Patriots can’t find enough scorers
After a mostly fallow first half where both teams had problems scoring, it was Spring Mills which found the scoring means in the third quarter and calmly rolled past visiting Washington, 57-34, last Friday in a boys basketball game that will help settle the seeding for the fast-approaching, six-team Sectional tournament.
The Cardinals held only a low-scoring 24-17 lead at the half but then managed the first 14 points in the break-out third quarter to suddenly move out to a 38-17 lead that was never challenged by the Patriots.
The opening half was a series of offensive struggles by both teams.
Neither team had a point guard who could get his team in any kind of offensive rhythm or find open teammates who could make shots.
Neither team had any players who could score inside with any consistency.
There were few offensive rebounds on either end, and very few planned plays were working on either end.
The result was that even though the Cardinals had only 24 points they still had a seven-point lead in hand.
The semi-closeness of the score changed quickly in a third period where the Cardinals opened up with a fast break fueled by their steals, defensive rebounds and Washington’s turnovers.
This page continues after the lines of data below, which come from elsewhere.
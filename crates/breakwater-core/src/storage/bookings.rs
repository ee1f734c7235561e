//! Repository for booking payment state.

use std::sync::Arc;

use sqlx::PgPool;

use crate::{
    error::Result,
    models::{Booking, BookingId, BookingPaymentState},
};

/// Repository for booking persistence.
pub struct Repository {
    pool: Arc<PgPool>,
}

impl Repository {
    /// Creates a new repository with the given connection pool.
    pub fn new(pool: Arc<PgPool>) -> Self {
        Self { pool }
    }

    /// Creates a booking row.
    ///
    /// Bookings are normally created by the wider platform; this exists
    /// for provisioning and integration tests.
    pub async fn create(&self, booking: &Booking) -> Result<()> {
        sqlx::query(
            r"
            INSERT INTO bookings (id, payment_status, created_at, updated_at)
            VALUES ($1, $2, $3, $4)
            ",
        )
        .bind(booking.id)
        .bind(booking.payment_status)
        .bind(booking.created_at)
        .bind(booking.updated_at)
        .execute(&*self.pool)
        .await?;

        Ok(())
    }

    /// Finds a booking by ID.
    pub async fn find_by_id(&self, id: BookingId) -> Result<Option<Booking>> {
        let booking = sqlx::query_as::<_, Booking>("SELECT * FROM bookings WHERE id = $1")
            .bind(id)
            .fetch_optional(&*self.pool)
            .await?;

        Ok(booking)
    }

    /// Updates a booking's payment status.
    pub async fn set_payment_status(&self, id: BookingId, status: BookingPaymentState) -> Result<()> {
        sqlx::query("UPDATE bookings SET payment_status = $2, updated_at = NOW() WHERE id = $1")
            .bind(id)
            .bind(status)
            .execute(&*self.pool)
            .await?;

        Ok(())
    }
}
Almost all the Spring Mills points came from within point blank range of the basket. Michael Henderson, Hezekiah Dupree and Zane Cogan generated most of the Spring Mills’ scoring . . . and when the decisive quarter ended the Cardinals had outscored Washington, 24-8, in that critical eight-minute span.
Both teams returned to their previously seen low scoring ways in the last period as reserves came onto the floor.
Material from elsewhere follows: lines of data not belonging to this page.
//! Domain models and shared primitives for the Breakwater middleware.
//!
//! Provides strongly-typed identifiers, webhook event and payment
//! transaction records, the storage layer, and the clock abstraction used
//! for deterministic testing. The `breakwater-guard` and `breakwater-api`
//! crates build on these foundations.

#![forbid(unsafe_code)]
#![warn(missing_docs)]

pub mod error;
pub mod models;
pub mod storage;
pub mod time;

pub use error::{CoreError, Result};
pub use models::{
    Booking, BookingId, BookingPaymentState, EventId, PaymentStatus, PaymentTransaction,
    TransactionId, WebhookEventRecord,
};
pub use time::{Clock, RealClock, TestClock};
Each side managed only nine points in the final quarter.
The Cardinals shoved the Patriots further into last place in the six-school Sectional standings. Spring Mills is in a scrap with Musselman and Hedgesville to see which two teams can finish third and fourth in the final standings. The third- and fourth-place teams will get to host a first-round Sectional playoff game while both Jefferson and Martinsburg will receive first-round byes in the post season tournament.
Once it fell back by a long double-figure margin, Washington had no way of becoming a danger to the Cardinal lead even though Ryan French made enough three-point field goals to score a team-high 16 points.